Musketeer, The

MPAA Rating: PG-13

Entertainment: +2

Content: +1/2

Alexandre Dumas wrote a tale of heroic adventures, political intrigue and romance wrapped around historical figures and events in his French homeland, he called it THE THREE MUSKETEERS. The rousing action and camaraderie of its heroes inspired film makers to retell the story many times and stay reasonably true to the source novel. Like the Disney version in 1993, this latest attempt throws out both history and the original novel, while adding Chinese martial arts choreography to the French swordfights. At least in the Disney version, everyone seemed to be having fun. THE MUSKETEER treats the story with less levity. Collecting taxes for Cardinal Richelieu (Stephen Rea), former Musketeer Febre (Tim Roth) loses an eye to young DArtagnan after killing his parents.
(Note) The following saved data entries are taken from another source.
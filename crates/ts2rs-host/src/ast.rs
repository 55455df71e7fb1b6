//! Owned syntax tree for the declaration subset of TypeScript.
//!
//! Only what type conversion needs survives parsing: interfaces, type
//! aliases, enums, namespaces, and imports. Statements with no bearing on
//! type shapes (functions, variables, classes) are skipped by the parser
//! and never reach this tree.

/// A parsed module: imports plus type declarations in source order.
#[derive(Debug, Clone, Default)]
pub struct ModuleAst {
    pub imports: Vec<ImportDecl>,
    pub declarations: Vec<Declaration>,
}

/// One import statement.
#[derive(Debug, Clone)]
pub struct ImportDecl {
    pub specifier: String,
    pub kind: ImportKind,
}

#[derive(Debug, Clone)]
pub enum ImportKind {
    /// `import { A, B as C } from "..."` - pairs of (imported, local).
    Named(Vec<(String, String)>),
    /// `import * as ns from "..."`.
    Namespace(String),
    /// Default or side-effect imports; kept only so the module graph edge
    /// exists for transitive lookup.
    Bare,
}

#[derive(Debug, Clone)]
pub enum Declaration {
    Interface(InterfaceDecl),
    TypeAlias(TypeAliasDecl),
    Enum(EnumDecl),
    /// `namespace Ns { ... }` - members are registered under `Ns.Member`.
    Namespace(NamespaceDecl),
}

#[derive(Debug, Clone)]
pub struct InterfaceDecl {
    pub name: String,
    pub exported: bool,
    pub type_params: Vec<String>,
    pub extends: Vec<TypeExpr>,
    pub body: ObjectBody,
    pub doc: Option<String>,
    pub line: u32,
}

#[derive(Debug, Clone)]
pub struct TypeAliasDecl {
    pub name: String,
    pub exported: bool,
    pub type_params: Vec<String>,
    pub aliased: TypeExpr,
    pub doc: Option<String>,
    pub line: u32,
}

#[derive(Debug, Clone)]
pub struct EnumDecl {
    pub name: String,
    pub exported: bool,
    pub members: Vec<EnumMemberDecl>,
    pub doc: Option<String>,
    pub line: u32,
}

#[derive(Debug, Clone)]
pub struct EnumMemberDecl {
    pub name: String,
    pub initializer: Option<EnumInitializer>,
    pub doc: Option<String>,
}

#[derive(Debug, Clone)]
pub enum EnumInitializer {
    String(String),
    Number(f64),
}

#[derive(Debug, Clone)]
pub struct NamespaceDecl {
    pub name: String,
    pub exported: bool,
    pub declarations: Vec<Declaration>,
}

/// Body of an interface or inline object type.
#[derive(Debug, Clone, Default)]
pub struct ObjectBody {
    pub properties: Vec<PropertySig>,
    pub string_index: Option<Box<TypeExpr>>,
    pub number_index: Option<Box<TypeExpr>>,
}

#[derive(Debug, Clone)]
pub struct PropertySig {
    /// Wire name, exactly as written (identifier or string literal).
    pub name: String,
    pub optional: bool,
    pub type_expr: TypeExpr,
    pub doc: Option<String>,
    pub line: u32,
}

/// A type expression. Constructs outside the supported subset parse to
/// `Function` or `Unsupported` and take the fallback path downstream.
#[derive(Debug, Clone, PartialEq)]
pub enum TypeExpr {
    Keyword(TypeKeyword),
    StringLit(String),
    NumberLit(f64),
    BoolLit(bool),
    /// A possibly-qualified reference: `Name`, `Ns.Member`, `Map<K, V>`.
    Reference { name: String, args: Vec<TypeExpr> },
    Array(Box<TypeExpr>),
    Tuple(Vec<TypeExpr>),
    Union(Vec<TypeExpr>),
    Intersection(Vec<TypeExpr>),
    Object(ObjectBody),
    Paren(Box<TypeExpr>),
    /// Any function or constructor type.
    Function,
    /// Recognized but unconvertible syntax, with the reason it is.
    Unsupported(String),
}

impl PartialEq for ObjectBody {
    fn eq(&self, other: &Self) -> bool {
        // Properties compare by name and optionality only.
        self.properties.len() == other.properties.len()
            && self
                .properties
                .iter()
                .zip(&other.properties)
                .all(|(a, b)| a.name == b.name && a.optional == b.optional)
            && self.string_index == other.string_index
            && self.number_index == other.number_index
    }
}

#[derive(Debug, Clone, Copy, PartialEq, Eq)]
pub enum TypeKeyword {
    String,
    Number,
    Boolean,
    Null,
    Undefined,
    Any,
    Unknown,
    Never,
    Void,
    Object,
    Symbol,
    BigInt,
}

impl TypeKeyword {
    /// Parse an identifier as a type keyword.
    #[must_use]
    pub fn from_ident(name: &str) -> Option<TypeKeyword> {
        Some(match name {
            "string" => TypeKeyword::String,
            "number" => TypeKeyword::Number,
            "boolean" => TypeKeyword::Boolean,
            "null" => TypeKeyword::Null,
            "undefined" => TypeKeyword::Undefined,
            "any" => TypeKeyword::Any,
            "unknown" => TypeKeyword::Unknown,
            "never" => TypeKeyword::Never,
            "void" => TypeKeyword::Void,
            "object" => TypeKeyword::Object,
            "symbol" => TypeKeyword::Symbol,
            "bigint" => TypeKeyword::BigInt,
            _ => return None,
        })
    }

    /// The keyword as written in source, for diagnostics.
    #[must_use]
    pub fn as_str(self) -> &'static str {
        match self {
            TypeKeyword::String => "string",
            TypeKeyword::Number => "number",
            TypeKeyword::Boolean => "boolean",
            TypeKeyword::Null => "null",
            TypeKeyword::Undefined => "undefined",
            TypeKeyword::Any => "any",
            TypeKeyword::Unknown => "unknown",
            TypeKeyword::Never => "never",
            TypeKeyword::Void => "void",
            TypeKeyword::Object => "object",
            TypeKeyword::Symbol => "symbol",
            TypeKeyword::BigInt => "bigint",
        }
    }
}

impl TypeExpr {
    /// Strip redundant parentheses.
    #[must_use]
    pub fn unparenthesized(&self) -> &TypeExpr {
        let mut expr = self;
        while let TypeExpr::Paren(inner) = expr {
            expr = inner;
        }
        expr
    }
}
Years later, DArtagnan (Justin Chambers) seeks to follow in his fathers footsteps and join the Kings Musketeers. But he finds the elite group disbanded and their leader in prison after being framed by Febre. With slight help from Porthos (Stephen Spiers) and Aramis (Nick Moran), the young swordsman frees the Musketeer leader and sets out to right the wrong. As Richelieu maneuvers to steal power from the King, Febre kidnaps the Queen (Catherine Deneuve) and DArtagnans new love Francesca (Mena Suvari). DArtagnan must rescue the women and stop Febre with, or without, the help of his fellow Musketeers. This version seems to be more for one than one for all and despite the CROUCHING TIGER type battles will likely lose its swashbuckle early.
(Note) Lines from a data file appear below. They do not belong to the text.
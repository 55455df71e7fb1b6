//! Project state: loaded modules, interned types, and the `TypeHost`
//! implementation backed by the declaration parser.
//!
//! All queries take `&self`; the module cache and type arena live behind a
//! `RefCell` so lazy module loading can happen mid-query. Borrows are kept
//! narrow: every helper copies what it needs out of the cell before any
//! call that might load another module.

use rustc_hash::{FxHashMap, FxHashSet};
use std::cell::RefCell;
use std::collections::VecDeque;
use std::path::{Path, PathBuf};
use tracing::debug;
use ts2rs_common::HostError;

use crate::ast::{
    self, Declaration, EnumInitializer, ImportKind, ObjectBody, TypeExpr, TypeKeyword,
};
use crate::modules::{self, ResolutionConfig};
use crate::parser;
use crate::types::{
    DeclId, DeclKind, EnumMember, EnumMemberValue, ModuleId, ObjectShape, Property, PropertyNode,
    ReferenceData, Symbol, TypeData, TypeHost, TypeId,
};

/// Built-in names handled by the resolver's well-known table; the host
/// never resolves them to project declarations.
const WELL_KNOWN: &[&str] = &[
    "Array",
    "ReadonlyArray",
    "Record",
    "Map",
    "Set",
    "Date",
    "Promise",
    "Object",
    "Function",
];

fn is_well_known(name: &str) -> bool {
    WELL_KNOWN.contains(&name) || name.starts_with("__")
}

#[derive(Debug)]
struct ModuleData {
    path: PathBuf,
    external: bool,
    imports: Vec<ast::ImportDecl>,
    /// Declarations keyed by qualified name (`Ns.Member` for namespace
    /// members, bare names at the top level).
    decl_map: FxHashMap<String, DeclId>,
    /// Top-level declarations in source order.
    decl_order: Vec<DeclId>,
    /// Top-level exported declarations; falls back to all top-level
    /// declarations for ambient files with no export markers.
    exported: Vec<DeclId>,
}

#[derive(Debug)]
struct DeclData {
    kind: DeclKind,
    name: String,
    module: ModuleId,
    line: u32,
    doc: Option<String>,
    type_params: Vec<String>,
    extends: Vec<TypeId>,
    own_properties: Vec<Property>,
    string_index: Option<TypeId>,
    number_index: Option<TypeId>,
    alias: Option<TypeId>,
    enum_members: Vec<EnumMember>,
}

#[derive(Default)]
struct Inner {
    overlay: FxHashMap<PathBuf, String>,
    modules: Vec<ModuleData>,
    by_path: FxHashMap<PathBuf, ModuleId>,
    decls: Vec<DeclData>,
    types: Vec<TypeData>,
}

/// A loaded project: module cache, declaration table, and type arena.
#[derive(Default)]
pub struct Project {
    inner: RefCell<Inner>,
    resolution: ResolutionConfig,
}

impl Project {
    #[must_use]
    pub fn new() -> Project {
        Project::default()
    }

    /// Create a project with module resolution settings from a
    /// tsconfig-style file.
    pub fn with_project_hint(hint: &Path) -> Result<Project, HostError> {
        Ok(Project {
            inner: RefCell::default(),
            resolution: ResolutionConfig::from_project_file(hint)?,
        })
    }

    /// Register an in-memory module. Overlay files shadow the disk and
    /// participate in specifier resolution like real files.
    pub fn add_virtual_file(&self, path: impl Into<PathBuf>, source: impl Into<String>) {
        let normalized = modules::normalize_path(&path.into());
        self.inner
            .borrow_mut()
            .overlay
            .insert(normalized, source.into());
    }

    /// Whether a module path can be loaded at all (overlay or disk).
    #[must_use]
    pub fn module_exists(&self, path: &Path) -> bool {
        let normalized = modules::normalize_path(path);
        self.inner.borrow().overlay.contains_key(&normalized) || normalized.is_file()
    }

    pub fn module_path(&self, module: ModuleId) -> PathBuf {
        self.inner.borrow().modules[module.0 as usize].path.clone()
    }

    // =====================================================================
    // Loading and lowering
    // =====================================================================

    fn read_source(&self, path: &Path) -> Result<String, HostError> {
        if let Some(text) = self.inner.borrow().overlay.get(path) {
            return Ok(text.clone());
        }
        std::fs::read_to_string(path).map_err(|e| HostError::Io {
            path: path.to_path_buf(),
            message: e.to_string(),
        })
    }

    fn load_normalized(&self, path: PathBuf) -> Result<ModuleId, HostError> {
        if let Some(&id) = self.inner.borrow().by_path.get(&path) {
            return Ok(id);
        }
        debug!(path = %path.display(), "loading module");
        let source = self.read_source(&path)?;
        let ast = parser::parse_module(&source).map_err(|e| HostError::Parse {
            path: path.clone(),
            line: e.line,
            message: e.message,
        })?;

        let mut inner = self.inner.borrow_mut();
        let id = ModuleId(inner.modules.len() as u32);
        inner.modules.push(ModuleData {
            external: modules::is_external_path(&path),
            path: path.clone(),
            imports: ast.imports,
            decl_map: FxHashMap::default(),
            decl_order: Vec::new(),
            exported: Vec::new(),
        });
        inner.by_path.insert(path, id);
        for decl in &ast.declarations {
            lower_declaration(&mut inner, id, "", decl);
        }
        let module = &mut inner.modules[id.0 as usize];
        if module.exported.is_empty() {
            module.exported = module.decl_order.clone();
        }
        Ok(id)
    }

    /// Resolve and load the target of an import specifier.
    fn load_import(&self, from: ModuleId, specifier: &str) -> Result<ModuleId, HostError> {
        let importer = self.module_path(from);
        let resolved = {
            let inner = self.inner.borrow();
            let exists = |p: &Path| inner.overlay.contains_key(p) || p.is_file();
            modules::resolve_specifier(specifier, &importer, &self.resolution, &exists)?
        };
        self.load_normalized(resolved)
    }

    // =====================================================================
    // Internal queries
    // =====================================================================

    fn type_data(&self, t: TypeId) -> TypeData {
        self.inner.borrow().types[t.0 as usize].clone()
    }

    fn decl_data<R>(&self, d: DeclId, f: impl FnOnce(&DeclData) -> R) -> R {
        f(&self.inner.borrow().decls[d.0 as usize])
    }

    fn find_quiet(&self, from: ModuleId, name: &str) -> Option<DeclId> {
        self.find_declaration(from, name).ok().flatten()
    }

    /// Chase a type to its structural form, looking through alias
    /// declarations. References to interfaces and enums stop at the
    /// declaration; unresolvable references are opaque.
    fn chase(&self, t: TypeId) -> Structure {
        let mut current = t;
        let mut seen: FxHashSet<u32> = FxHashSet::default();
        loop {
            let TypeData::Reference(reference) = self.type_data(current) else {
                return Structure::Data(current);
            };
            if is_well_known(&reference.name) {
                return Structure::Opaque;
            }
            let Some(decl) = self.find_quiet(reference.module, &reference.name) else {
                return Structure::Opaque;
            };
            match self.decl_data(decl, |d| (d.kind, d.alias)) {
                (DeclKind::Interface, _) => return Structure::Interface(decl),
                (DeclKind::Enum, _) => return Structure::EnumDecl(decl),
                (DeclKind::TypeAlias, Some(alias)) => {
                    if !seen.insert(decl.0) {
                        return Structure::Opaque;
                    }
                    current = alias;
                }
                (DeclKind::TypeAlias, None) => return Structure::Opaque,
            }
        }
    }

    fn chased_data(&self, t: TypeId) -> Option<TypeData> {
        match self.chase(t) {
            Structure::Data(u) => Some(self.type_data(u)),
            _ => None,
        }
    }

    /// Flattened properties of an interface: every extended interface's
    /// properties first (in extends order), own properties last, later
    /// declarations of a name replacing earlier ones in place.
    fn interface_properties(&self, decl: DeclId, visiting: &mut FxHashSet<u32>) -> Vec<Property> {
        if !visiting.insert(decl.0) {
            return Vec::new();
        }
        let (extends, own) =
            self.decl_data(decl, |d| (d.extends.clone(), d.own_properties.clone()));
        let mut merged: Vec<Property> = Vec::new();
        let mut index: FxHashMap<String, usize> = FxHashMap::default();
        let mut upsert = |props: Vec<Property>, merged: &mut Vec<Property>| {
            for prop in props {
                match index.get(&prop.name) {
                    Some(&at) => merged[at] = prop,
                    None => {
                        index.insert(prop.name.clone(), merged.len());
                        merged.push(prop);
                    }
                }
            }
        };
        for base in extends {
            upsert(self.properties_guarded(base, visiting), &mut merged);
        }
        upsert(own, &mut merged);
        visiting.remove(&decl.0);
        merged
    }

    fn properties_guarded(&self, t: TypeId, visiting: &mut FxHashSet<u32>) -> Vec<Property> {
        match self.chase(t) {
            Structure::Data(u) => match self.type_data(u) {
                TypeData::Object(shape) => shape.properties,
                _ => Vec::new(),
            },
            Structure::Interface(decl) => self.interface_properties(decl, visiting),
            _ => Vec::new(),
        }
    }

    /// An interface's index signature value type, searching the extends
    /// chain when the interface declares none of its own.
    fn interface_index(
        &self,
        decl: DeclId,
        string_key: bool,
        visiting: &mut FxHashSet<u32>,
    ) -> Option<TypeId> {
        if !visiting.insert(decl.0) {
            return None;
        }
        let (own, extends) = self.decl_data(decl, |d| {
            (
                if string_key {
                    d.string_index
                } else {
                    d.number_index
                },
                d.extends.clone(),
            )
        });
        if own.is_some() {
            return own;
        }
        extends
            .into_iter()
            .find_map(|base| self.index_value_guarded(base, string_key, visiting))
    }

    fn index_value_guarded(
        &self,
        t: TypeId,
        string_key: bool,
        visiting: &mut FxHashSet<u32>,
    ) -> Option<TypeId> {
        match self.chase(t) {
            Structure::Data(u) => match self.type_data(u) {
                TypeData::Object(shape) => {
                    if string_key {
                        shape.string_index
                    } else {
                        shape.number_index
                    }
                }
                _ => None,
            },
            Structure::Interface(decl) => self.interface_index(decl, string_key, visiting),
            _ => None,
        }
    }

    fn resolve_symbol(&self, t: TypeId) -> Option<Symbol> {
        let TypeData::Reference(reference) = self.type_data(t) else {
            return None;
        };
        if is_well_known(&reference.name) {
            return None;
        }
        let decl = self.find_quiet(reference.module, &reference.name)?;
        let (name, module, kind) = self.decl_data(decl, |d| (d.name.clone(), d.module, d.kind));
        let external = self.inner.borrow().modules[module.0 as usize].external;
        Some(Symbol {
            name,
            qualified: reference.name,
            module,
            external,
            kind,
            decl,
        })
    }
}

/// Structural classification of a (possibly chased) type.
enum Structure {
    /// A non-reference type in the arena.
    Data(TypeId),
    Interface(DeclId),
    EnumDecl(DeclId),
    /// Built-in, unresolvable, or alias with no right-hand side.
    Opaque,
}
The accent is on action in this version with frequent swordfights, chases and escapes. But little of the violence is graphic or gory. Although Febre killed his parents, D’Artagnan seeks to become a musketeer like his father and later says he needed a higher purpose than simple revenge. Incestual desire is implied as Francesca’s father secretly watches her bathe and she later threatens castration if he touches her. Although nothing is shown, Francesa’s reaction when she wakes D’Artagnan for help implies his state of undress. There’s also a dinner scene where a woman asks D’Artagnan suggestive questions about his ‘sword.’ Despite his position as head of the Catholic Church in France, Cardinal Richelieu seeks political power, claiming the king is weak, and condones murder as a means to that end. But little is made of the relationship between the queen and the Prime Minister of England. This story deals more with D’Artagnan saving the kidnapped queen from a murderous madman than saving her reputation. 1973’s film version directed by Richard Lester stayed true to Dumas’ novel and captured the political aspects, action and humor in the story much better. Some sexually suggestive material along with frequent violence makes THE MUSKATEER an extremely questionable choice, especially for young teens.
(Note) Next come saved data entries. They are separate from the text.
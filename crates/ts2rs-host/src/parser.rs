//! Recursive-descent parser for the declaration subset.
//!
//! One token of lookahead, explicit backtracking only where TypeScript's
//! grammar demands it (parenthesized type vs. function type). Statements
//! that do not declare types are skipped wholesale.

use crate::ast::*;
use crate::scanner::{Scanner, Token, TokenKind};

/// Parse failure with the offending line.
#[derive(Debug)]
pub struct ParseError {
    pub line: u32,
    pub message: String,
}

/// Parse a whole module source into its AST.
pub fn parse_module(source: &str) -> Result<ModuleAst, ParseError> {
    let tokens = Scanner::new(source).scan_all().map_err(|e| ParseError {
        line: e.line,
        message: e.message,
    })?;
    Parser { tokens, pos: 0 }.parse_module()
}

struct Parser {
    tokens: Vec<Token>,
    pos: usize,
}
Preview Reviewer: Paul Bicking
Universal Pictures; 100 Universal City Plaza, Universal City, CA 91608

The following categories contain objective listings of film content which contribute to the subjective numeric Content ratings posted to the left and on the Home page.

Crude Language: Once - Mild

Obscene Language: Once - Other

Profanity: None

Violence: Many times - Moderate (swordfights, cuts, stabbings, shootings, explosions, hits, man on fire, hit on head, child threatened w/knife, cannon blasts, sword stuck through two men)

Sex: Implied once (woman re-tying blouse while man swims)

Nudity: Near nudity - Few times (obscured view of woman in bath, man's nudity implied by woman's look)

Sexual Dialogue/Gesture: Several times (comments about woman knowing many men, man spies on bathing woman, woman asks about mans sword, comments imply mans desire for incest, men comment about waiting for another while hes with a woman)

Drugs: Many times (alcohol drinking and drunken behavior)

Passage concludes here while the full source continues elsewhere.